_What you should do_
The answer must be every line from the entries below that includes "crate".

[Opening Data for this exercise section]

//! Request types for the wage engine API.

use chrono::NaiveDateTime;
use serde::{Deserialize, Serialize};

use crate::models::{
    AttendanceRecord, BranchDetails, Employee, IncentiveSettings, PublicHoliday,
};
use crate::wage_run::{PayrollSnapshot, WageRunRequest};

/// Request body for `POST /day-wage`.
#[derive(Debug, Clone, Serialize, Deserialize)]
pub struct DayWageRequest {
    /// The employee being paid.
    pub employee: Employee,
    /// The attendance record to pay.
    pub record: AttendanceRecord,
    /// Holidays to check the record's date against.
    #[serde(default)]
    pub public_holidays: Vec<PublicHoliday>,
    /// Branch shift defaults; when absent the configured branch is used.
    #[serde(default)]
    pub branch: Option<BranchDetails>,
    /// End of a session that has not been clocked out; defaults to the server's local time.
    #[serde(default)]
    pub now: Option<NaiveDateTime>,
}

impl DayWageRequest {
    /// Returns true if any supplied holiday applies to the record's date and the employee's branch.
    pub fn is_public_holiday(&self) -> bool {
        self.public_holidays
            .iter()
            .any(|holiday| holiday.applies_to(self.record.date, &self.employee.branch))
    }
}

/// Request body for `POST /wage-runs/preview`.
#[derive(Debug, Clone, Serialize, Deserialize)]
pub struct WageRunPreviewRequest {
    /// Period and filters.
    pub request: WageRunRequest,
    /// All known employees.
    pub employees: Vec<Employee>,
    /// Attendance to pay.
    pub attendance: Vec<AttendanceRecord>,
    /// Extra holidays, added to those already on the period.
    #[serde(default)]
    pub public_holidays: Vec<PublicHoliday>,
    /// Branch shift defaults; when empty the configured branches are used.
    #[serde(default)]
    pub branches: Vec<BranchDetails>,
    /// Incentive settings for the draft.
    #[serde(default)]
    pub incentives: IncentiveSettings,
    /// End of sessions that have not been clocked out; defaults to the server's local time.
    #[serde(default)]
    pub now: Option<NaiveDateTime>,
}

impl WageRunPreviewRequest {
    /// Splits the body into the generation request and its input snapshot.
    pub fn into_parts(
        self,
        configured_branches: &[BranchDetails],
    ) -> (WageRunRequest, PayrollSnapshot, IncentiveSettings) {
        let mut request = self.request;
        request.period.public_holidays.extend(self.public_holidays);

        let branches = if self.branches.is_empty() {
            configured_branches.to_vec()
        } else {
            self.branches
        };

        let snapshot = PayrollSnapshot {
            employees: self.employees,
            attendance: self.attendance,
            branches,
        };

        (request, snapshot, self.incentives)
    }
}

[Closing Data for this exercise section]

_Reply to the task_
use crate::models::{
use crate::wage_run::{PayrollSnapshot, WageRunRequest};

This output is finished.